On 3/10/2012 8:03 PM, Hrvoje Niksic wrote:
Stefan Behnel<stefan...@behnel.de>  writes:

which is the standard way of extending Python with high-performance
(and/or system-specific) C code.

Well, it's *one* way.  Certainly not the easiest way, neither the most
portable and you'll have a hard time making it the fastest.

I didn't say it was easy, but standard, in the sense of documented in
Python documentation.  Python/C is as portable as Python itself, and as

Python is portable because a *lot* of work has gone and continues to go into making it so. And because it sticks with the lowest common denominator of C89. There is much system or compiler specific code in #ifdefs. There are over 60 buildbots for testing patches on various hardware-os-compiler-(python)version combinations. Perhaps once a week something does not work on one of them. The patch gets revised. It happened just today.

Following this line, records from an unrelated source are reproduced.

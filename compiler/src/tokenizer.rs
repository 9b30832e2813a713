use regex::Regex;
use lazy_static::lazy_static;
use crate::utils::{quote, error};
use crate::error::IdlError;

lazy_static! {
    pub static ref TOKEN_REGEX: Regex = Regex::new(concat!(
        r"(/\*[\s\S]*?\*/|//[^\n]*|\s+",
        r"|\[\[[^\]]*\]\]",
        r"|::|-?\.?\d(?:[eEpP][+-]|[\w.])*|\b[A-Za-z_][A-Za-z0-9_]*\b",
        r#"|"(?:[^"\\\n]|\\.)*"|'(?:[^'\\\n]|\\.)*'"#,
        r"|\S)",
    )).unwrap();
    pub static ref SKIPPED_RX: Regex = Regex::new(r"^(/\*[\s\S]*\*/|//.*|\s+)$").unwrap();
}

#[derive(Debug, Clone, PartialEq)]
pub struct Token {
    pub text:   String,
    pub line:   usize,
    pub column: usize,
    /// Byte offset of the token in the source text.
    pub offset: usize,
}

/// Splits IDL text into tokens, dropping whitespace and comments.
/// The returned vector always ends with an empty end-of-file token.
pub fn tokenize_schema(text: &str) -> Result<Vec<Token>, IdlError> {
    let mut tokens = Vec::new();
    let mut line = 1;
    let mut column = 1;
    let mut last_end = 0;

    for mat in TOKEN_REGEX.find_iter(text) {
        let start = mat.start();
        let end   = mat.end();
        let part  = mat.as_str();

        if start > last_end {
            let unexpected = &text[last_end..start];
            return Err(error(
                &format!("Syntax error: {}", quote(unexpected)),
                line,
                column,
            ));
        }

        if !SKIPPED_RX.is_match(part) {
            tokens.push(Token {
                text:   part.to_string(),
                line,
                column,
                offset: start,
            });
        }

        let newline_count = part.matches('\n').count();
        if newline_count > 0 {
            line += newline_count;
            if let Some(last_line_part) = part.split('\n').last() {
                column = last_line_part.len() + 1;
            }
        } else {
            column += part.len();
        }

        last_end = end;
    }

    if last_end != text.len() {
        let unexpected = &text[last_end..];
        return Err(error(
            &format!("Syntax error: {}", quote(unexpected)),
            line,
            column,
        ));
    }

    tokens.push(Token {
        text:   "".to_string(),
        line,
        column,
        offset: text.len(),
    });
    Ok(tokens)
}
//! `serializer<T>::write/read/skip` bodies for every class and enum.

use std::collections::HashMap;
use tracing::debug;
use crate::{
    context::CompilerContext,
    gen_declarations::declare_methods,
    gen_view::view_type,
    types::{template_params_str, ClassDef, ClassItem, Declaration, EnumDef},
    utils::emit,
};

/// Walks `declarations` depth first. Declarations go to `hout`, bodies to
/// `cout`; nested types are handled before the class that holds them.
pub fn generate(ctx: &CompilerContext, declarations: &[Declaration], hout: &mut String, cout: &mut String) {
    for declaration in declarations {
        match declaration {
            Declaration::Class(cls) => handle_class(ctx, cls, hout, cout),
            Declaration::Enum(enum_def) => handle_enum(ctx, enum_def, hout, cout),
            Declaration::Namespace(namespace) => generate(ctx, &namespace.members, hout, cout),
        }
    }
}

fn handle_enum(ctx: &CompilerContext, enum_def: &EnumDef, hout: &mut String, cout: &mut String) {
    let name = enum_def.qualified_name();
    debug!(name = %name, "emitting enum serializer");
    declare_methods(ctx, hout, &name, &template_params_str(&enum_def.parent_template_params));

    let template_decl = template_line(&enum_def.template_declaration());
    let underlying = &enum_def.underlying_type;
    emit(cout, &format!(
        "
{template_decl}template <typename Output>
void serializer<{name}>::write(Output& buf, const {name}& v) {{
  serialize(buf, static_cast<{underlying}>(v));
}}

{template_decl}template<typename Input>
{name} serializer<{name}>::read(Input& buf) {{
  return static_cast<{name}>(deserialize(buf, boost::type<{underlying}>()));
}}

{template_decl}template <typename Input>
void serializer<{name}>::skip(Input& buf) {{
  buf.skip(sizeof({underlying}));
}}"
    ));
}

fn handle_class(ctx: &CompilerContext, cls: &ClassDef, hout: &mut String, cout: &mut String) {
    if cls.is_stub {
        return;
    }
    for item in &cls.members {
        match item {
            ClassItem::Class(nested) => handle_class(ctx, nested, hout, cout),
            ClassItem::Enum(nested) => handle_enum(ctx, nested, hout, cout),
            ClassItem::Member(_) => {}
        }
    }

    let full_name = cls.full_name();
    debug!(name = %full_name, is_final = cls.is_final, "emitting class serializer");
    declare_methods(ctx, hout, &full_name, &template_params_str(&cls.all_template_params()));

    let template_decl = template_line(&cls.template_declaration());
    write_body(cls, &full_name, &template_decl, cout);
    read_body(cls, &full_name, &template_decl, cout);
    skip_body(ctx, cls, &full_name, &template_decl, cout);
}

fn write_body(cls: &ClassDef, full_name: &str, template_decl: &str, cout: &mut String) {
    let mut body: Vec<String> = Vec::new();
    if !cls.is_final {
        body.push("  set_size(buf, obj);".to_string());
    }
    for member in cls.fields() {
        let access = member.access_expr();
        body.push(format!(
            "  static_assert(is_equivalent<decltype(obj.{}), {}>::value, \"member value has a wrong type\");",
            access,
            member.type_.param_type()
        ));
        body.push(format!("  serialize(buf, obj.{});", access));
    }

    emit(cout, &format!(
        "
{template_decl}template <typename Output>
void serializer<{full_name}>::write(Output& buf, const {full_name}& obj) {{
{body}
}}",
        body = body.join("\n"),
    ));
}

fn read_body(cls: &ClassDef, full_name: &str, template_decl: &str, cout: &mut String) {
    let mut body: Vec<String> = Vec::new();
    let fields: Vec<_> = cls.fields().collect();

    if fields.is_empty() {
        if !cls.is_final {
            body.push("  size_type size = deserialize(buf, boost::type<size_type>());".to_string());
            body.push("  buf.skip(size - sizeof(size_type));".to_string());
        }
    } else if cls.is_final {
        body.push("  auto& in = buf;".to_string());
    } else {
        body.push("  size_type size = deserialize(buf, boost::type<size_type>());".to_string());
        body.push("  auto in = buf.read_substream(size - sizeof(size_type));".to_string());
    }

    let mut locals: HashMap<&str, String> = HashMap::new();
    for (index, member) in fields.iter().enumerate() {
        let local = format!("__local_{}", index);
        let param_type = member.type_.param_type();
        let read = format!("deserialize(in, boost::type<{}>())", param_type);

        match &member.attribute {
            Some(_) => {
                let default = member
                    .default_value
                    .clone()
                    .unwrap_or_else(|| format!("{}()", param_type));
                let default = locals.get(default.as_str()).cloned().unwrap_or(default);
                body.push(format!("  auto {} = (in.size()>0) ?\n    {} : {};", local, read, default));
            }
            None => body.push(format!("  auto {} = {};", local, read)),
        }
        locals.insert(&member.name, local);
    }

    let args = (0..fields.len())
        .map(|index| format!("std::move(__local_{})", index))
        .collect::<Vec<_>>()
        .join(", ");
    body.push(String::new());
    body.push(format!("  {} res {{{}}};", full_name, args));
    body.push("  return res;".to_string());

    emit(cout, &format!(
        "
{template_decl}template <typename Input>
{full_name} serializer<{full_name}>::read(Input& buf) {{
 return seastar::with_serialized_stream(buf, [] (auto& buf) {{
{body}
 }});
}}",
        body = body.join("\n"),
    ));
}

fn skip_body(ctx: &CompilerContext, cls: &ClassDef, full_name: &str, template_decl: &str, cout: &mut String) {
    let body = if cls.is_final {
        cls.fields()
            .map(|member| format!("  ser::skip(buf, boost::type<{}>());", view_type(&ctx.registry, &member.type_)))
            .collect::<Vec<_>>()
            .join("\n")
    } else {
        "  size_type size = deserialize(buf, boost::type<size_type>());\n  buf.skip(size - sizeof(size_type));"
            .to_string()
    };

    emit(cout, &format!(
        "
{template_decl}template <typename Input>
void serializer<{full_name}>::skip(Input& buf) {{
 seastar::with_serialized_stream(buf, [] (auto& buf) {{
{body}
 }});
}}"
    ));
}

/// `template <...>` followed by a newline, or nothing for plain types.
fn template_line(template_declaration: &str) -> String {
    if template_declaration.is_empty() {
        String::new()
    } else {
        format!("{}\n", template_declaration)
    }
}
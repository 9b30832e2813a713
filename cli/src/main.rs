use clap::Parser;
use std::fs;
use std::io::Write;
use std::path::{Path, PathBuf};
use tempfile::NamedTempFile;
use tracing::{info, warn};

use idlc_compiler::{compile_idl, general_include, parse_idl, CompileOptions, GeneratedHeaders, OutputPaths};
use idlc_compiler::error::IdlError;

#[derive(Parser)]
#[command(name = "idlc")]
#[command(about = "Generate C++ serializers, views and writers from IDL files", long_about = None)]
struct Cli {
    /// Input `.idl.hh` file
    #[arg(short = 'f', long = "file", required_unless_present = "files")]
    file: Option<PathBuf>,

    /// Output declaration header (the implementation header replaces `.hh`
    /// with `.impl.hh`). Defaults to the input name with `.dist.hh`.
    #[arg(short, long)]
    output: Option<PathBuf>,

    /// Wrap the generated code in this namespace
    #[arg(long = "ns")]
    namespace: Option<String>,

    /// Print the annotated AST of `--file` as JSON instead of generating code
    #[arg(long)]
    dump_ast: bool,

    /// Generated `.dist.hh` headers to aggregate into a single include
    files: Vec<String>,
}

fn main() -> Result<(), IdlError> {
    tracing_subscriber::fmt()
        .with_writer(std::io::stderr)
        .with_env_filter(
            tracing_subscriber::EnvFilter::try_from_default_env()
                .unwrap_or_else(|_| "warn".into()),
        )
        .init();

    let cli = Cli::parse();

    if !cli.files.is_empty() {
        let paths = OutputPaths::for_general_include(cli.output.as_deref());
        return write_headers(&paths, &general_include(&cli.files));
    }

    let Some(input) = &cli.file else {
        return Ok(());
    };
    let text = fs::read_to_string(input)?;
    info!(input = %input.display(), "compiling");

    if cli.dump_ast {
        let declarations = parse_idl(&text)?;
        let json = serde_json::to_string_pretty(&declarations)?;
        println!("{}", json);
        return Ok(());
    }

    let options = CompileOptions { namespace: cli.namespace.clone() };
    let headers = compile_idl(&text, &options)?;
    let paths = OutputPaths::for_input(input, cli.output.as_deref());
    write_headers(&paths, &headers)?;
    println!(
        "Compiled {} → {}, {}",
        input.display(),
        paths.declarations.display(),
        paths.implementation.display()
    );
    Ok(())
}

/// Writes both headers or neither: each is staged in a temporary file next to
/// its target, and the declaration header is removed again if the
/// implementation header cannot be put in place.
fn write_headers(paths: &OutputPaths, headers: &GeneratedHeaders) -> Result<(), IdlError> {
    let declarations = stage(&paths.declarations, &headers.declarations)?;
    let implementation = stage(&paths.implementation, &headers.implementation)?;

    declarations.persist(&paths.declarations).map_err(|e| e.error)?;
    if let Err(e) = implementation.persist(&paths.implementation) {
        if let Err(remove) = fs::remove_file(&paths.declarations) {
            warn!(path = %paths.declarations.display(), error = %remove, "failed to remove header");
        }
        return Err(e.error.into());
    }
    Ok(())
}

fn stage(target: &Path, text: &str) -> Result<NamedTempFile, IdlError> {
    let dir = match target.parent() {
        Some(parent) if !parent.as_os_str().is_empty() => parent,
        _ => Path::new("."),
    };
    let mut file = NamedTempFile::new_in(dir)?;
    file.write_all(text.as_bytes())?;
    Ok(file)
}
#![cfg(test)]

use std::collections::BTreeMap;
use idlc_compiler::{
    compile_idl,
    parse_idl,
    types::Declaration,
    CompileOptions,
    GeneratedHeaders,
    IdlError,
};

const MESSAGES: &str = include_str!("fixtures/messages.idl.hh");
const WRITERS: &str = include_str!("fixtures/writers.idl.hh");
const CYCLE: &str = include_str!("fixtures/cycle.idl.hh");

fn compile(text: &str) -> GeneratedHeaders {
    compile_idl(text, &CompileOptions::default()).expect("compile_idl failed")
}

/// Struct name to body, for every struct in a generated header.
fn structs(out: &str) -> BTreeMap<String, String> {
    let mut found = BTreeMap::new();
    let mut rest = out;
    while let Some(start) = rest.find("\nstruct ") {
        let after = &rest[start + "\nstruct ".len()..];
        let name_end = after.find(' ').unwrap();
        let body_end = after.find("\n};").unwrap();
        found.insert(after[..name_end].to_string(), after[name_end..body_end].to_string());
        rest = &after[body_end..];
    }
    found
}

#[test]
fn test_parse_fixture() {
    let declarations = parse_idl(MESSAGES).expect("parse_idl failed");
    assert_eq!(declarations.len(), 1);

    let Declaration::Namespace(gossip) = &declarations[0] else {
        panic!("expected a namespace");
    };
    assert_eq!(gossip.name, "gossip");
    assert_eq!(gossip.members.len(), 6);

    let Declaration::Enum(state) = &gossip.members[0] else {
        panic!("expected an enum");
    };
    assert_eq!(state.qualified_name(), "gossip::node_state");
    assert_eq!(state.underlying_type, "uint8_t");
    assert_eq!(state.members.len(), 3);
    assert_eq!(state.members[2].initializer.as_deref(), Some("5"));

    let Declaration::Class(endpoint) = &gossip.members[1] else {
        panic!("expected a class");
    };
    assert!(!endpoint.is_final);
    let names: Vec<_> = endpoint.fields().map(|m| m.access_expr()).collect();
    assert_eq!(names, vec!["host_id", "state", "application_state", "generation()"]);
}

#[test]
fn test_final_vs_non_final_envelope() {
    let headers = compile(MESSAGES);
    let cout = &headers.implementation;

    let write_final = cout
        .split("void serializer<gossip::heartbeat>::write")
        .nth(1)
        .unwrap();
    let write_final = &write_final[..write_final.find("\n}").unwrap()];
    assert!(!write_final.contains("set_size"));
    assert!(cout.contains("void serializer<gossip::heartbeat>::skip(Input& buf) {\n seastar::with_serialized_stream(buf, [] (auto& buf) {\n  ser::skip(buf, boost::type<int32_t>());\n  ser::skip(buf, boost::type<int32_t>());"));

    assert!(cout.contains("void serializer<gossip::endpoint_state>::write(Output& buf, const gossip::endpoint_state& obj) {\n  set_size(buf, obj);"));
    assert!(cout.contains("void serializer<gossip::endpoint_state>::skip(Input& buf) {\n seastar::with_serialized_stream(buf, [] (auto& buf) {\n  size_type size = deserialize(buf, boost::type<size_type>());"));
}

#[test]
fn test_read_reconstructs_in_declaration_order() {
    let cout = compile(MESSAGES).implementation;

    assert!(cout.contains("serialize(buf, obj.generation());"));
    assert!(cout.contains("  auto __local_3 = (in.size()>0) ?\n    deserialize(in, boost::type<int64_t>()) : int64_t();"));
    assert!(cout.contains(
        "gossip::endpoint_state res {std::move(__local_0), std::move(__local_1), std::move(__local_2), std::move(__local_3)};"
    ));

    // An attributed default naming an earlier member reads that member's value.
    assert!(cout.contains("  auto __local_2 = (in.size()>0) ?\n    deserialize(in, boost::type<int32_t>()) : 0;"));
    assert!(cout.contains("  auto __local_3 = (in.size()>0) ?\n    deserialize(in, boost::type<int32_t>()) : __local_2;"));
}

#[test]
fn test_declarations_header() {
    let hout = compile(MESSAGES).declarations;

    assert!(hout.contains("#pragma once"));
    assert!(hout.contains("#include \"serializer.hh\""));
    assert!(hout.contains("template <>\nstruct serializer<gossip::node_state> {"));
    assert!(hout.contains("template <typename Tag>\nstruct serializer<gossip::tagged_id<Tag>> {"));
    assert!(hout.contains("struct serializer<const gossip::endpoint_state> : public serializer<gossip::endpoint_state>"));
    assert!(!hout.contains("serializer<const gossip::heartbeat>"));

    let nested = hout.find("struct serializer<gossip::envelope::header>").unwrap();
    let parent = hout.find("struct serializer<gossip::envelope> {").unwrap();
    assert!(nested < parent);
}

#[test]
fn test_enum_serializer() {
    let cout = compile(MESSAGES).implementation;
    assert!(cout.contains("serialize(buf, static_cast<uint8_t>(v));"));
    assert!(cout.contains("return static_cast<gossip::node_state>(deserialize(buf, boost::type<uint8_t>()));"));
    assert!(cout.contains("void serializer<gossip::node_state>::skip(Input& buf) {\n  buf.skip(sizeof(uint8_t));"));
}

#[test]
fn test_no_views_or_writers_without_writable_types() {
    let cout = compile(MESSAGES).implementation;
    assert!(!cout.contains("_view {"));
    assert!(!cout.contains("////// Nodes"));
}

#[test]
fn test_final_writable_has_view_and_two_node_chain() {
    let cout = compile(WRITERS).implementation;
    let s = structs(&cout);

    assert!(s["point_view"].contains("operator ser::point() const {"));
    assert!(s["point_view"].contains("auto x() const {"));
    assert!(s["state_of_point"].contains("empty_frame<Output> f;"));

    let point_nodes: Vec<_> = s
        .keys()
        .filter(|name| name.ends_with("_point") || name.contains("_point__"))
        .collect();
    assert_eq!(point_nodes, vec!["after_point__x", "state_of_point", "writer_of_point"]);
    assert!(s["writer_of_point"].contains("after_point__x<Output> write_x(const int32_t& t) &&"));
    assert!(s["after_point__x"].contains("void end_point() &&"));
}

#[test]
fn test_writer_chain_is_linear() {
    let cout = compile(WRITERS).implementation;
    let s = structs(&cout);

    // writer_of_batch(out).write_id(v).start_values().add(x).add(y).end_values().write_limit(z).end_batch()
    assert!(s["writer_of_batch"].contains("after_batch__id<Output> write_id("));
    assert!(s["after_batch__id"].contains("batch__values<Output> start_values() &&"));
    assert!(s["after_batch__id"].contains("after_batch__values<Output> skip_values() &&"));
    assert!(s["batch__values"].contains("batch__values&& add(int32_t t) &&"));
    assert!(s["batch__values"].contains("after_batch__values<Output> end_values() &&"));
    assert!(s["after_batch__values"].contains("after_batch__limit<Output> write_limit(const int32_t& t) &&"));
    assert!(s["after_batch__values"].contains("after_batch__limit<Output> skip_limit() &&"));
    assert!(s["after_batch__limit"].contains("void end_batch() &&"));
}

#[test]
fn test_variant_member_tags_and_unknown_fallback() {
    let cout = compile(WRITERS).implementation;
    let s = structs(&cout);

    let entry = &s["writer_of_cell"];
    let int_writer = entry.find("write_value_int32_t(").unwrap();
    let tombstone_writer = entry.find("start_value_tombstone()").unwrap();
    assert!(entry[int_writer..tombstone_writer].contains("serialize(_out, uint32_t(0));"));
    assert!(entry[tombstone_writer..].contains("serialize(_out, uint32_t(1));"));
    assert!(s["after_cell__value__tombstone__key"].contains("after_cell__value<Output> end_tombstone() &&"));

    let signature = "std::variant<int32_t, tombstone_view, unknown_variant_type>";
    assert!(cout.contains(&format!("inline void skip(Input& v, boost::type<{}>) {{", signature)));
    assert!(cout.contains(&format!("return {}(deserialize(v, boost::type<tombstone_view>()));", signature)));
    assert!(cout.contains(&format!("return {}(deserialize(v, boost::type<unknown_variant_type>()));", signature)));
    assert!(s["cell_view"].contains("auto value() const {"));
}

#[test]
fn test_nested_writable_members() {
    let cout = compile(WRITERS).implementation;
    let s = structs(&cout);

    assert!(s["cell__history"].contains("writer_of_tombstone<Output> add()"));
    assert!(s["cell__history"].contains("void add(const tombstone_view& v)"));
    assert!(s["after_cell__history"].contains("cell__shadow<Output> write_shadow() &&"));
    assert!(s["after_cell__shadow__key"].contains("after_cell__shadow<Output> end_shadow() &&"));
    assert!(!s["writer_of_tombstone"].contains("write_key("));
    assert!(s["after_tombstone__timestamp"].contains("write_key(bytes_view t) &&"));
    assert!(s["after_tombstone__timestamp"].contains("write_fragmented_key(FragmentedBuffer&& fragments) &&"));
}

#[test]
fn test_stub_and_optional_elements() {
    let cout = compile(WRITERS).implementation;
    let s = structs(&cout);

    assert!(!s["opaque_view"].contains("operator"));
    assert!(s["writer_of_wrapper"].contains("after_wrapper__payload<Output> payload(Serializer&& f) &&"));
    assert!(s["writer_of_std__optional__int32_t"].contains("void skip()"));
    assert!(s["wrapper__slots"].contains("writer_of_std__optional__int32_t<Output> add()"));
}

#[test]
fn test_namespace_option() {
    let options = CompileOptions { namespace: Some("idl".to_string()) };
    let headers = compile_idl(WRITERS, &options).unwrap();
    assert!(headers.declarations.contains("namespace idl {"));
    assert!(headers.implementation.trim_end().ends_with("} // idl"));
}

#[test]
fn test_compilation_is_idempotent() {
    assert_eq!(compile(WRITERS), compile(WRITERS));
    assert_eq!(compile(MESSAGES), compile(MESSAGES));
}

#[test]
fn test_dependency_cycle_is_reported() {
    let err = compile_idl(CYCLE, &CompileOptions::default()).unwrap_err();
    assert!(matches!(err, IdlError::DependencyCycle(_)));
    assert_eq!(
        err.to_string(),
        "Writable types depend on each other in a cycle: left -> right -> left"
    );
}

#[test]
fn test_syntax_error_reports_position() {
    let err = compile_idl("class a {\n    int x\n};", &CompileOptions::default()).unwrap_err();
    match err {
        IdlError::ParseError { line, .. } => assert_eq!(line, 3),
        other => panic!("expected a parse error, got {:?}", other),
    }
}

#[test]
fn test_unsupported_optional_payload() {
    let err = compile_idl(
        "class a [[writable]] { std::optional<std::vector<int>> v; };",
        &CompileOptions::default(),
    )
    .unwrap_err();
    assert_eq!(err.to_string(), "Unsupported optional type std::vector<int>");
}

#[test]
fn test_literal_defaults_reach_read_body() {
    let cout = compile(concat!(
        "struct limits final {\n",
        "    uint32_t mask [[version 2]] = 0x10;\n",
        "    float ratio [[version 2]] = 1.5f;\n",
        "    sstring label [[version 2]] = \"a#b\";\n",
        "};\n",
    ))
    .implementation;
    assert!(cout.contains("deserialize(in, boost::type<uint32_t>()) : 0x10;"));
    assert!(cout.contains("deserialize(in, boost::type<float>()) : 1.5f;"));
    assert!(cout.contains("deserialize(in, boost::type<sstring>()) : \"a#b\";"));
}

Apple is changing compilers for the Mac; Python initially did not build with the new compiler. Some people had to do some work so there would continue to be Python on the Mac. So I can imagine that Cython *might* shield one from some of the very real portability problems.

fast as the platform allows.  I understand your desire to promote
Cython, but please stop resorting to FUD in doing so.

You admitted it might be easier. Portability is plausible. So I think that a bit harsh.